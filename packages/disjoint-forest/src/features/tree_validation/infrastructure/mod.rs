//! Infrastructure layer for tree validation

pub mod validator;

pub use validator::{is_valid_tree, GraphTreeValidator};
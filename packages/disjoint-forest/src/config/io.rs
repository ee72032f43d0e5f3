//! Configuration I/O (YAML loading)

use serde::{Deserialize, Serialize};
use std::path::Path;

use super::error::{ConfigError, ConfigResult};
use super::validator_config::ValidatorConfig;

const SUPPORTED_VERSIONS: [u32; 1] = [1];

/// YAML Schema v1
///
/// ```yaml
/// version: 1
/// validator:
///   empty_graph: accept
///   max_vertices: 100000
///   check_all_endpoints: true
/// ```
#[derive(Debug, Clone, Serialize, Deserialize)]
#[serde(deny_unknown_fields)]
pub struct ConfigExportV1 {
    /// Schema version (always 1 for v1)
    pub version: Option<u32>,

    /// Validator overrides; omitted fields keep their defaults
    #[serde(skip_serializing_if = "Option::is_none")]
    pub validator: Option<ValidatorConfig>,
}

impl ValidatorConfig {
    /// Load and validate a YAML configuration file
    pub fn from_yaml(path: impl AsRef<Path>) -> ConfigResult<Self> {
        let content = std::fs::read_to_string(path)?;
        Self::from_yaml_str(&content)
    }

    /// Parse and validate YAML configuration text
    pub fn from_yaml_str(content: &str) -> ConfigResult<Self> {
        let export: ConfigExportV1 = serde_yaml::from_str(content)?;

        let version = export.version.ok_or(ConfigError::MissingVersion)?;
        if !SUPPORTED_VERSIONS.contains(&version) {
            return Err(ConfigError::UnsupportedVersion {
                found: version,
                supported: SUPPORTED_VERSIONS.to_vec(),
            });
        }

        let config = export.validator.unwrap_or_default();
        config.validate()?;
        Ok(config)
    }

    pub fn to_yaml(&self) -> ConfigResult<String> {
        let export = ConfigExportV1 {
            version: Some(1),
            validator: Some(self.clone()),
        };
        serde_yaml::to_string(&export).map_err(ConfigError::Yaml)
    }
}
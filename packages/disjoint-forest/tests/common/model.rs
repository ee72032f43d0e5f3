//! Naive reference partition
//!
//! Every element carries an explicit set label; a union relabels the whole
//! second set. Quadratic, obviously correct.

use disjoint_forest::Edge;

#[derive(Debug, Clone)]
pub struct NaivePartition {
    labels: Vec<usize>,
}

impl NaivePartition {
    pub fn new(n: usize) -> Self {
        Self {
            labels: (0..n).collect(),
        }
    }

    /// Returns false when both were already in one set
    pub fn union(&mut self, a: usize, b: usize) -> bool {
        let (la, lb) = (self.labels[a], self.labels[b]);
        if la == lb {
            return false;
        }
        for label in self.labels.iter_mut() {
            if *label == lb {
                *label = la;
            }
        }
        true
    }

    pub fn same(&self, a: usize, b: usize) -> bool {
        self.labels[a] == self.labels[b]
    }

    pub fn count(&self) -> usize {
        let mut labels = self.labels.clone();
        labels.sort_unstable();
        labels.dedup();
        labels.len()
    }
}

/// Reference answer for in-range graphs: `n - 1` edges, none closing a cycle
pub fn naive_is_tree(n: usize, edges: &[Edge]) -> bool {
    if n == 0 || edges.len() != n - 1 {
        return false;
    }
    let mut partition = NaivePartition::new(n);
    edges
        .iter()
        .all(|e| partition.union(e.first as usize, e.second as usize))
        && partition.count() == 1
}
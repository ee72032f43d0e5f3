use serde::{Deserialize, Serialize};
use std::fmt;

use super::Rank;

/// Snapshot of forest shape
#[derive(Debug, Clone, Copy, Default, PartialEq, Eq, Serialize, Deserialize)]
pub struct ForestStats {
    /// Registered elements
    pub elements: usize,
    /// Disjoint sets (roots)
    pub sets: usize,
    /// Largest rank held by any root
    pub max_rank: Rank,
}

impl ForestStats {
    /// Successful unions performed so far (each one removes exactly one root)
    pub fn merges(&self) -> usize {
        self.elements - self.sets
    }
}

impl fmt::Display for ForestStats {
    fn fmt(&self, f: &mut fmt::Formatter<'_>) -> fmt::Result {
        write!(
            f,
            "{} elements in {} sets (max rank {})",
            self.elements, self.sets, self.max_rank
        )
    }
}
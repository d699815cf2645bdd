//! Scalar helpers shared by the projection and rasterization stages.
//!
//! Vectors and matrices themselves are nalgebra fixed-size value types, so
//! operand shapes are checked by the compiler. Only the operations nalgebra
//! does not ship live here.

use nalgebra::{Vector2, Vector3, Vector4};

/// Signed double-area of the triangle `(a, b, c)`.
///
/// The sign tells which side of the directed line `a -> b` the point `c`
/// lies on; zero means the three points are collinear.
#[inline]
pub fn edge_function(a: Vector2<f32>, b: Vector2<f32>, c: Vector2<f32>) -> f32 {
    (c.x - a.x) * (b.y - a.y) - (c.y - a.y) * (b.x - a.x)
}

/// Homogeneous divide. Returns `None` when `w == 0` (point at infinity).
#[inline]
pub fn perspective_divide(v: Vector4<f32>) -> Option<Vector3<f32>> {
    if v.w == 0.0 {
        return None;
    }
    if v.w == 1.0 {
        Some(Vector3::new(v.x, v.y, v.z))
    } else {
        Some(Vector3::new(v.x / v.w, v.y / v.w, v.z / v.w))
    }
}

#[cfg(test)]
mod tests {
    use super::*;

    #[test]
    fn test_edge_function_signs_by_side() {
        let a = Vector2::new(0.0, 0.0);
        let b = Vector2::new(2.0, 0.0);
        assert_eq!(edge_function(a, b, Vector2::new(1.0, 1.0)), -2.0);
        assert_eq!(edge_function(a, b, Vector2::new(1.0, -1.0)), 2.0);
    }

    #[test]
    fn test_edge_function_collinear_is_zero() {
        let a = Vector2::new(0.0, 0.0);
        let b = Vector2::new(2.0, 2.0);
        assert_eq!(edge_function(a, b, Vector2::new(5.0, 5.0)), 0.0);
    }

    #[test]
    fn test_perspective_divide_unit_w_passes_through() {
        let v = perspective_divide(Vector4::new(3.0, -2.0, 7.0, 1.0)).unwrap();
        assert_eq!(v, Vector3::new(3.0, -2.0, 7.0));
    }

    #[test]
    fn test_perspective_divide_scales_by_w() {
        let v = perspective_divide(Vector4::new(4.0, 2.0, 8.0, 2.0)).unwrap();
        assert_eq!(v, Vector3::new(2.0, 1.0, 4.0));
    }

    #[test]
    fn test_perspective_divide_rejects_zero_w() {
        assert!(perspective_divide(Vector4::new(1.0, 1.0, 1.0, 0.0)).is_none());
    }
}
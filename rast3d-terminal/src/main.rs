//! Spinning polyhedra demo.
//!
//! Controls: space pauses the animation, `m` switches between filled and
//! wireframe rendering, `q` or Esc quits.

use anyhow::Result;
use rast3d_terminal::App;

fn main() -> Result<()> {
    // the alternate screen owns stdout, so diagnostics go to stderr
    tracing_subscriber::fmt()
        .with_writer(std::io::stderr)
        .init();

    App::new()?.run()
}
//! Terminal pixel surface presented with half-block glyphs.

use std::io::Write;

use crossterm::{
    cursor,
    style::{Color as TermColor, Print, ResetColor, SetBackgroundColor, SetForegroundColor},
    QueueableCommand,
};
use rast3d_core::{Color, Surface};

/// RGB cell grid where every terminal cell shows two vertically stacked
/// pixels through the upper-half-block glyph: foreground paints the upper
/// pixel, background the lower.
pub struct TermSurface {
    width: u32,
    height: u32,
    pixels: Vec<Color>,
}

impl TermSurface {
    /// `columns` x `rows` terminal cells give a `columns` x `2 * rows`
    /// pixel surface.
    pub fn new(columns: u16, rows: u16) -> Self {
        let width = columns as u32;
        let height = rows as u32 * 2;
        Self {
            width,
            height,
            pixels: vec![Color::BLACK; (width * height) as usize],
        }
    }

    pub fn clear(&mut self, color: Color) {
        for pixel in &mut self.pixels {
            *pixel = color;
        }
    }

    fn pixel(&self, x: u32, y: u32) -> Color {
        self.pixels[(y * self.width + x) as usize]
    }

    /// Queue the whole grid to `writer`; the caller flushes.
    pub fn present<W: Write>(&self, writer: &mut W) -> std::io::Result<()> {
        writer.queue(cursor::MoveTo(0, 0))?;
        for row in 0..self.height / 2 {
            for x in 0..self.width {
                let upper = self.pixel(x, 2 * row);
                let lower = self.pixel(x, 2 * row + 1);
                writer.queue(SetForegroundColor(term_color(upper)))?;
                writer.queue(SetBackgroundColor(term_color(lower)))?;
                writer.queue(Print('\u{2580}'))?;
            }
            writer.queue(ResetColor)?;
            if row + 1 < self.height / 2 {
                writer.queue(Print("\r\n"))?;
            }
        }
        Ok(())
    }
}

fn term_color(color: Color) -> TermColor {
    TermColor::Rgb {
        r: color.r,
        g: color.g,
        b: color.b,
    }
}

impl Surface for TermSurface {
    fn width(&self) -> u32 {
        self.width
    }

    fn height(&self) -> u32 {
        self.height
    }

    fn set_pixel(&mut self, x: u32, y: u32, color: Color) {
        self.pixels[(y * self.width + x) as usize] = color;
    }
}
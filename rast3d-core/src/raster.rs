//! Triangle scan conversion and line drawing.

use nalgebra::Vector2;

use crate::depth::DepthBuffer;
use crate::error::RenderError;
use crate::math::edge_function;
use crate::surface::{Color, Surface};
use crate::viewport::ScreenPoint;

/// Scan-convert one triangle into `surface`, resolving occlusion against
/// `depth`.
///
/// Vertices are pixel-space positions with the view-space depth attached.
/// The inside test at pixel centers is inclusive of edges, so a pixel that
/// sits exactly on an edge shared by two triangles may be drawn by both;
/// which color survives there is decided by the depth test alone.
pub fn fill_triangle<S: Surface>(
    surface: &mut S,
    depth: &mut DepthBuffer,
    points: [ScreenPoint; 3],
    color: Color,
) -> Result<(), RenderError> {
    let v0 = points[0];
    // Normalize the winding to counter-clockwise under the Y-down screen
    // layout, so the signed area and all three edge weights of interior
    // pixels come out non-negative.
    let area = edge_function(points[0].xy(), points[1].xy(), points[2].xy());
    let (v1, v2) = if area > 0.0 {
        (points[1], points[2])
    } else if area < 0.0 {
        (points[2], points[1])
    } else {
        return Err(RenderError::DegenerateTriangle);
    };
    let area = area.abs();

    let left = (v0.x.min(v1.x).min(v2.x).floor() as i64).max(0);
    let right = (v0.x.max(v1.x).max(v2.x).floor() as i64).min(surface.width() as i64 - 1);
    let top = (v0.y.min(v1.y).min(v2.y).floor() as i64).max(0);
    let bottom = (v0.y.max(v1.y).max(v2.y).floor() as i64).min(surface.height() as i64 - 1);

    for y in top..=bottom {
        for x in left..=right {
            let p = Vector2::new(x as f32 + 0.5, y as f32 + 0.5);
            let w0 = edge_function(v1.xy(), v2.xy(), p) / area;
            let w1 = edge_function(v2.xy(), v0.xy(), p) / area;
            let w2 = edge_function(v0.xy(), v1.xy(), p) / area;
            if w0 < 0.0 || w1 < 0.0 || w2 < 0.0 {
                continue;
            }

            // Perspective-correct depth: interpolate the per-vertex
            // reciprocals -1/z, not the depths themselves. Nearer surfaces
            // come out numerically smaller.
            let z = -(w0 / v0.depth + w1 / v1.depth + w2 / v2.depth);
            if !z.is_finite() {
                continue;
            }

            let (px, py) = (x as u32, y as u32);
            if depth.test(px, py, z) {
                depth.commit(px, py, z);
                surface.set_pixel(px, py, color);
            }
        }
    }

    Ok(())
}

/// Bresenham line from `a` to `b`, stroked as a gradient between the two
/// endpoint colors.
///
/// Lines ignore the depth buffer: the wireframe path resolves overlap by
/// submission order, painter style.
pub fn draw_line<S: Surface>(surface: &mut S, a: ScreenPoint, b: ScreenPoint, colors: [Color; 2]) {
    let (mut x, mut y) = (a.x.round() as i64, a.y.round() as i64);
    let (x1, y1) = (b.x.round() as i64, b.y.round() as i64);
    let dx = (x1 - x).abs();
    let dy = -(y1 - y).abs();
    let sx = if x < x1 { 1 } else { -1 };
    let sy = if y < y1 { 1 } else { -1 };
    let mut error = dx + dy;

    let steps = dx.max(-dy) as f32;
    let mut step = 0.0;

    loop {
        let t = if steps == 0.0 { 0.0 } else { step / steps };
        if x >= 0 && y >= 0 && x < surface.width() as i64 && y < surface.height() as i64 {
            surface.set_pixel(x as u32, y as u32, Color::blend(colors[1], colors[0], t));
        }
        if x == x1 && y == y1 {
            break;
        }
        let e2 = 2 * error;
        if e2 >= dy {
            if x == x1 {
                break;
            }
            error += dy;
            x += sx;
        }
        if e2 <= dx {
            if y == y1 {
                break;
            }
            error += dx;
            y += sy;
        }
        step += 1.0;
    }
}
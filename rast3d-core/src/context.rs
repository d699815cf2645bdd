//! Frame-level pipeline state and the per-primitive draw path.

use nalgebra::Vector3;
use tracing::debug;

use crate::depth::DepthBuffer;
use crate::error::RenderError;
use crate::projection::{self, Camera};
use crate::raster;
use crate::scene::{Edge, Mesh, Triangle, Wireframe};
use crate::surface::{Color, Surface};
use crate::transform::Transform;
use crate::viewport::{self, ScreenPoint};

/// Distance-fog parameters for wireframe rendering: an endpoint's gray
/// channel is `255 * max(0, threshold + depth / scale)`.
#[derive(Debug, Clone, Copy)]
pub struct DepthFade {
    pub threshold: f32,
    pub scale: f32,
}

impl DepthFade {
    pub fn channel(&self, depth: f32) -> u8 {
        (255.0 * (self.threshold + depth / self.scale).max(0.0)) as u8
    }

    fn color(&self, depth: f32) -> Color {
        let v = self.channel(depth);
        Color::new(v, v, v)
    }
}

/// Owns the state that outlives a single primitive: the camera's constant
/// perspective matrix and the depth buffer's backing storage. The pixel
/// surface stays externally owned and is borrowed per draw call.
///
/// Lifecycle per frame: [`begin_frame`](Self::begin_frame), any number of
/// draw calls, then the caller presents its surface however it likes.
pub struct RenderContext {
    camera: Camera,
    depth: DepthBuffer,
    width: u32,
    height: u32,
}

impl RenderContext {
    pub fn new(width: u32, height: u32) -> Self {
        Self::with_camera(width, height, Camera::default())
    }

    pub fn with_camera(width: u32, height: u32, camera: Camera) -> Self {
        Self {
            camera,
            depth: DepthBuffer::new(width, height),
            width,
            height,
        }
    }

    pub fn camera(&self) -> &Camera {
        &self.camera
    }

    pub fn depth(&self) -> &DepthBuffer {
        &self.depth
    }

    pub fn width(&self) -> u32 {
        self.width
    }

    pub fn height(&self) -> u32 {
        self.height
    }

    /// Start a frame: every depth cell goes back to the sentinel. Must run
    /// before the first draw call of each frame.
    pub fn begin_frame(&mut self) {
        self.depth.reset(self.width, self.height);
    }

    fn check_surface<S: Surface>(&self, surface: &S) -> Result<(), RenderError> {
        if surface.width() != self.width || surface.height() != self.height {
            return Err(RenderError::DimensionMismatch {
                surface_width: surface.width(),
                surface_height: surface.height(),
                expected_width: self.width,
                expected_height: self.height,
            });
        }
        Ok(())
    }

    /// Transform, project, and rasterize every triangle of `mesh`.
    ///
    /// Malformed triangles (degenerate, or with a vertex projecting to
    /// infinity) are dropped from the frame; only a surface whose extents
    /// disagree with the context aborts the whole call.
    pub fn draw_mesh<S: Surface>(
        &mut self,
        surface: &mut S,
        mesh: &Mesh,
        transform: &Transform,
    ) -> Result<(), RenderError> {
        self.check_surface(surface)?;
        for triangle in &mesh.triangles {
            if let Err(err) = self.draw_triangle(surface, triangle, transform) {
                debug!(%err, "dropping triangle");
            }
        }
        Ok(())
    }

    fn draw_triangle<S: Surface>(
        &mut self,
        surface: &mut S,
        triangle: &Triangle,
        transform: &Transform,
    ) -> Result<(), RenderError> {
        let mut ndc = [Vector3::zeros(); 3];
        let mut view_depth = [0.0f32; 3];
        for (i, vertex) in triangle.vertices.iter().enumerate() {
            let view = transform.apply(vertex);
            ndc[i] = self.camera.project(&view)?;
            view_depth[i] = view.z;
        }

        // Keep the triangle unless every vertex is off-screen; a partially
        // visible one is bounded by the rasterizer, not clipped here.
        if ndc.iter().all(|p| !projection::on_screen(p)) {
            return Ok(());
        }

        let mut points = [ScreenPoint::new(0.0, 0.0, 0.0); 3];
        for i in 0..3 {
            points[i] = viewport::to_screen(ndc[i].xy(), view_depth[i], self.width, self.height);
        }
        raster::fill_triangle(surface, &mut self.depth, points, triangle.color)
    }

    /// Project and stroke every edge of `wireframe` as a gradient line,
    /// optionally depth-faded.
    ///
    /// Edges are not depth-buffered; they land in submission order. Frames
    /// should use either this path or [`draw_mesh`](Self::draw_mesh), not
    /// both, since the two do not reconcile their occlusion.
    pub fn draw_wireframe<S: Surface>(
        &self,
        surface: &mut S,
        wireframe: &Wireframe,
        transform: &Transform,
        fade: Option<DepthFade>,
    ) -> Result<(), RenderError> {
        self.check_surface(surface)?;
        for edge in &wireframe.edges {
            if let Err(err) = self.draw_edge(surface, edge, transform, fade) {
                debug!(%err, "dropping edge");
            }
        }
        Ok(())
    }

    fn draw_edge<S: Surface>(
        &self,
        surface: &mut S,
        edge: &Edge,
        transform: &Transform,
        fade: Option<DepthFade>,
    ) -> Result<(), RenderError> {
        let mut ndc = [Vector3::zeros(); 2];
        let mut view_depth = [0.0f32; 2];
        for (i, endpoint) in edge.endpoints.iter().enumerate() {
            let view = transform.apply(endpoint);
            ndc[i] = self.camera.project(&view)?;
            view_depth[i] = view.z;
        }

        // An edge with one endpoint on screen can still cross it; cull only
        // when both ends are out.
        if !projection::on_screen(&ndc[0]) && !projection::on_screen(&ndc[1]) {
            return Ok(());
        }

        let a = viewport::to_screen(ndc[0].xy(), view_depth[0], self.width, self.height);
        let b = viewport::to_screen(ndc[1].xy(), view_depth[1], self.width, self.height);
        let colors = match fade {
            Some(fade) => [fade.color(view_depth[0]), fade.color(view_depth[1])],
            None => edge.colors,
        };
        raster::draw_line(surface, a, b, colors);
        Ok(())
    }
}
// Fishnode: a distance-vector routed Layer-3 node for fishnet
//
// This program is free software; you can redistribute it and/or modify
// it under the terms of the GNU General Public License as published by
// the Free Software Foundation; either version 2 of the License, or
// (at your option) any later version.
//
// This program is distributed in the hope that it will be useful,
// but WITHOUT ANY WARRANTY; without even the implied warranty of
// MERCHANTABILITY or FITNESS FOR A PARTICULAR PURPOSE.  See the
// GNU General Public License for more details.
//
// You should have received a copy of the GNU General Public License along
// with this program; if not, write to the Free Software Foundation, Inc.,
// 51 Franklin Street, Fifth Floor, Boston, MA 02110-1301 USA.

#![deny(missing_docs)]

//! # Fishnode
//!
//! A Layer-3 node for fishnet, a simulated packet-switched network. Each
//! node has a 32-bit address, exchanges frames with one-hop neighbors, and
//! together the nodes form a multi-hop routed network.
//!
//! The node implements the core Layer-3 responsibilities itself:
//!
//! - **[`wire`]**: the packet codec for L3 headers, neighbor messages, DV
//!   advertisements and FCMP error reports (big-endian on the wire, host
//!   order in memory);
//! - **[`forwarding`]**: the growable forwarding table with
//!   longest-prefix-match lookup;
//! - **[`seen`]**: the bounded duplicate-suppression set for broadcast
//!   floods;
//! - **[`neighbor`]**: the probe/response protocol that maintains the set
//!   of one-hop reachable nodes;
//! - **[`dv`]**: distance-vector routing with active, backup and withdrawn
//!   routes, ageing, and split-horizon/poison-reverse advertising;
//! - **[`node`]**: the send/receive/forward engine tying the state
//!   machines together, [`Fishnode`];
//! - **[`event`]**: the action queue through which a node talks to its
//!   environment, and the periodic task taxonomy;
//! - **[`fishnet`]**: a simulated fishnet ([`Fishnet`]) providing links,
//!   frame propagation and the timed event loop;
//! - **[`printer`]**: formatted views of a node's tables.
//!
//! Everything runs single-threaded: a node mutates its state only inside
//! an entry point, and hands requested side effects back through an
//! outbox.
//!
//! ## Example
//!
//! ```rust
//! use fishnode::types::FishAddr;
//! use fishnode::Fishnet;
//!
//! let a = FishAddr(0x0a00_0001);
//! let b = FishAddr(0x0a00_0002);
//!
//! let mut net = Fishnet::new();
//! net.add_node(a);
//! net.add_node(b);
//! net.add_link(a, b);
//!
//! net.start();
//! net.run_for(60_000);
//!
//! // the probe/response exchange has discovered the neighbor and set up
//! // a one-hop route for it
//! assert!(net.node(a).neighbors().contains(b));
//! assert_eq!(net.node(a).forwarding().longest_prefix_match(b), b);
//! ```

pub mod dv;
pub mod event;
pub mod fishnet;
pub mod forwarding;
pub mod neighbor;
pub mod node;
pub mod printer;
pub mod seen;
pub mod types;
pub mod wire;

mod test;

pub use fishnet::Fishnet;
pub use node::Fishnode;
pub use types::{FishAddr, NodeError};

● ● ●

▸ HOW TO COMPLETE THIS TASK:
Report back each line in the material above that contains the string "Serialize".

▸ WRITTEN RESPONSE:
use serde::{Deserialize, Serialize};
#[derive(Debug, Clone, Serialize, Deserialize)]
use serde::{Deserialize, Serialize};
#[derive(Debug, Clone, Copy, Default, PartialEq, Eq, Serialize, Deserialize)]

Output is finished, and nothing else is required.